= Beginning of Section =

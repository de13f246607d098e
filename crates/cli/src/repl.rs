//! REPL loop with rustyline.
//!
//! Interactive mode: prompt, history, TAB completion through the engine.
//! Pipe mode: read queries from stdin, execute each.

use std::cell::RefCell;
use std::io::{self, BufRead};
use std::path::PathBuf;
use std::rc::Rc;

use rustyline::completion::{Completer, Pair};
use rustyline::error::ReadlineError;
use rustyline::highlight::Highlighter;
use rustyline::hint::Hinter;
use rustyline::validate::Validator;
use rustyline::{CompletionType, Config, Context, Editor, Helper};
use tracing::warn;

use bibliophant_executor::{expand_tilde, Outcome, Session};

use crate::format::{format_error, format_outcome, OutputMode};

const HISTORY_FILE: &str = "~/.bibliophant_history";

/// What the loop does after a query.
#[derive(Debug, Clone, Copy, PartialEq, Eq)]
pub enum Step {
    /// The query ran; `false` if it failed
    Continue(bool),
    /// `exit` was requested
    Exit,
}

/// Run one query and print its outcome or error.
pub fn execute_query(session: &mut Session, query: &str, mode: OutputMode) -> Step {
    match session.execute(query) {
        Ok(Outcome::Exit) => Step::Exit,
        Ok(outcome) => {
            let formatted = format_outcome(&outcome, mode);
            if !formatted.is_empty() {
                println!("{}", formatted);
            }
            Step::Continue(true)
        }
        Err(e) => {
            eprintln!("{}", format_error(&e, mode));
            Step::Continue(false)
        }
    }
}

/// Run the interactive REPL until `exit` or end of input.
pub fn run_repl(session: Session, name: &str) {
    let config = Config::builder()
        .history_ignore_space(true)
        .completion_type(CompletionType::List)
        .build();

    let session = Rc::new(RefCell::new(session));
    let mut rl: Editor<BibHelper, _> = match Editor::with_config(config) {
        Ok(rl) => rl,
        Err(e) => {
            eprintln!("cannot start the shell: {}", e);
            return;
        }
    };
    rl.set_helper(Some(BibHelper {
        session: Rc::clone(&session),
    }));

    let history_path = history_file();
    if let Err(e) = rl.load_history(&history_path) {
        // A first start has no history yet
        if !matches!(e, ReadlineError::Io(ref io) if io.kind() == io::ErrorKind::NotFound) {
            warn!(target: "bibliophant::chain", path = %history_path.display(), error = %e, "Cannot load history");
        }
    }

    let prompt = format!("{}> ", name);
    loop {
        match rl.readline(&prompt) {
            Ok(line) => {
                let trimmed = line.trim();
                if trimmed.is_empty() {
                    continue;
                }
                let _ = rl.add_history_entry(trimmed);

                let step = execute_query(&mut session.borrow_mut(), trimmed, OutputMode::Human);
                if step == Step::Exit {
                    break;
                }
            }
            Err(ReadlineError::Interrupted) => {
                // Ctrl-C discards the line
                continue;
            }
            Err(ReadlineError::Eof) => break,
            Err(err) => {
                eprintln!("(error) {:?}", err);
                break;
            }
        }
    }

    if let Err(e) = rl.save_history(&history_path) {
        warn!(target: "bibliophant::chain", path = %history_path.display(), error = %e, "Cannot save history");
    }
}

/// Run in pipe mode: one query per line. Returns the exit code.
pub fn run_pipe(session: &mut Session, mode: OutputMode) -> i32 {
    run_lines(session, io::stdin().lock(), mode)
}

/// Execute the queries read from `input`; blank lines and `#` comments are
/// skipped. Returns 1 if any query failed.
pub fn run_lines(session: &mut Session, input: impl BufRead, mode: OutputMode) -> i32 {
    let mut exit_code = 0;

    for line in input.lines() {
        let line = match line {
            Ok(l) => l,
            Err(_) => break,
        };
        let trimmed = line.trim();
        if trimmed.is_empty() || trimmed.starts_with('#') {
            continue;
        }

        match execute_query(session, trimmed, mode) {
            Step::Exit => break,
            Step::Continue(false) => exit_code = 1,
            Step::Continue(true) => {}
        }
    }

    exit_code
}

fn history_file() -> PathBuf {
    expand_tilde(HISTORY_FILE)
}

// =========================================================================
// TAB Completion
// =========================================================================

struct BibHelper {
    session: Rc<RefCell<Session>>,
}

impl Helper for BibHelper {}
impl Validator for BibHelper {}
impl Highlighter for BibHelper {}
impl Hinter for BibHelper {
    type Hint = String;

    fn hint(&self, _line: &str, _pos: usize, _ctx: &Context<'_>) -> Option<String> {
        None
    }
}

impl Completer for BibHelper {
    type Candidate = Pair;

    fn complete(
        &self,
        line: &str,
        pos: usize,
        _ctx: &Context<'_>,
    ) -> rustyline::Result<(usize, Vec<Pair>)> {
        let Ok(session) = self.session.try_borrow() else {
            return Ok((pos, vec![]));
        };
        let (start, words) = session.complete(line, pos);
        let candidates = words
            .into_iter()
            .map(|word| Pair {
                display: word.clone(),
                replacement: word,
            })
            .collect();
        Ok((start, candidates))
    }
}

#[cfg(test)]
mod tests {
    use super::*;
    use bibliophant_executor::{Console, Context as QueryContext, Unattended};

    fn session(dir: &std::path::Path) -> Session {
        Session::open(dir, |root| {
            QueryContext::new(root)
                .with_console(Console::Buffer(Vec::new()))
                .with_interaction(Unattended)
        })
        .unwrap()
    }

    #[test]
    fn test_pipe_skips_comments_and_blank_lines() {
        let dir = tempfile::tempdir().unwrap();
        let mut session = session(dir.path());
        let input = "# list everything\n\nget all : show\n";
        assert_eq!(run_lines(&mut session, input.as_bytes(), OutputMode::Human), 0);
        assert_eq!(session.context().console().contents(), "No records.\n");
    }

    #[test]
    fn test_pipe_reports_failures_and_continues() {
        let dir = tempfile::tempdir().unwrap();
        let mut session = session(dir.path());
        let input = "frobnicate x\nhelp\n";
        assert_eq!(run_lines(&mut session, input.as_bytes(), OutputMode::Human), 1);
        assert!(session
            .context()
            .console()
            .contents()
            .starts_with("Bibliophant manual"));
    }

    #[test]
    fn test_pipe_stops_at_exit() {
        let dir = tempfile::tempdir().unwrap();
        let mut session = session(dir.path());
        let input = "exit\nfrobnicate x\n";
        assert_eq!(run_lines(&mut session, input.as_bytes(), OutputMode::Human), 0);
    }

    #[test]
    fn test_execute_query_steps() {
        let dir = tempfile::tempdir().unwrap();
        let mut session = session(dir.path());
        assert_eq!(
            execute_query(&mut session, "get all", OutputMode::Json),
            Step::Continue(true)
        );
        assert_eq!(
            execute_query(&mut session, "tag review : get all", OutputMode::Human),
            Step::Continue(false)
        );
        assert_eq!(execute_query(&mut session, "exit", OutputMode::Human), Step::Exit);
    }

    #[test]
    fn test_one_shot_chain_in_a_single_word() {
        let dir = tempfile::tempdir().unwrap();
        let mut session = session(dir.path());
        let query = crate::commands::join_query(["get all : show"]);
        assert_eq!(
            execute_query(&mut session, &query, OutputMode::Human),
            Step::Continue(true)
        );
        assert_eq!(session.context().console().contents(), "No records.\n");
    }
}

= End of Section =

- TASK TO CARRY OUT
Each line in the listing above from the one containing "filename crates/cli/src/repl.rs" through the one containing "let session = Rc::new(RefCell::new(session));" should be repeated exactly, and no other line.

- RESPONSE BELOW
filename crates/cli/src/repl.rs
//! REPL loop with rustyline.
//!
//! Interactive mode: prompt, history, TAB completion through the engine.
//! Pipe mode: read queries from stdin, execute each.

use std::cell::RefCell;
use std::io::{self, BufRead};
use std::path::PathBuf;
use std::rc::Rc;

use rustyline::completion::{Completer, Pair};
use rustyline::error::ReadlineError;
use rustyline::highlight::Highlighter;
use rustyline::hint::Hinter;
use rustyline::validate::Validator;
use rustyline::{CompletionType, Config, Context, Editor, Helper};
use tracing::warn;

use bibliophant_executor::{expand_tilde, Outcome, Session};

use crate::format::{format_error, format_outcome, OutputMode};

const HISTORY_FILE: &str = "~/.bibliophant_history";

/// What the loop does after a query.
#[derive(Debug, Clone, Copy, PartialEq, Eq)]
pub enum Step {
    /// The query ran; `false` if it failed
    Continue(bool),
    /// `exit` was requested
    Exit,
}

/// Run one query and print its outcome or error.
pub fn execute_query(session: &mut Session, query: &str, mode: OutputMode) -> Step {
    match session.execute(query) {
        Ok(Outcome::Exit) => Step::Exit,
        Ok(outcome) => {
            let formatted = format_outcome(&outcome, mode);
            if !formatted.is_empty() {
                println!("{}", formatted);
            }
            Step::Continue(true)
        }
        Err(e) => {
            eprintln!("{}", format_error(&e, mode));
            Step::Continue(false)
        }
    }
}

/// Run the interactive REPL until `exit` or end of input.
pub fn run_repl(session: Session, name: &str) {
    let config = Config::builder()
        .history_ignore_space(true)
        .completion_type(CompletionType::List)
        .build();

    let session = Rc::new(RefCell::new(session));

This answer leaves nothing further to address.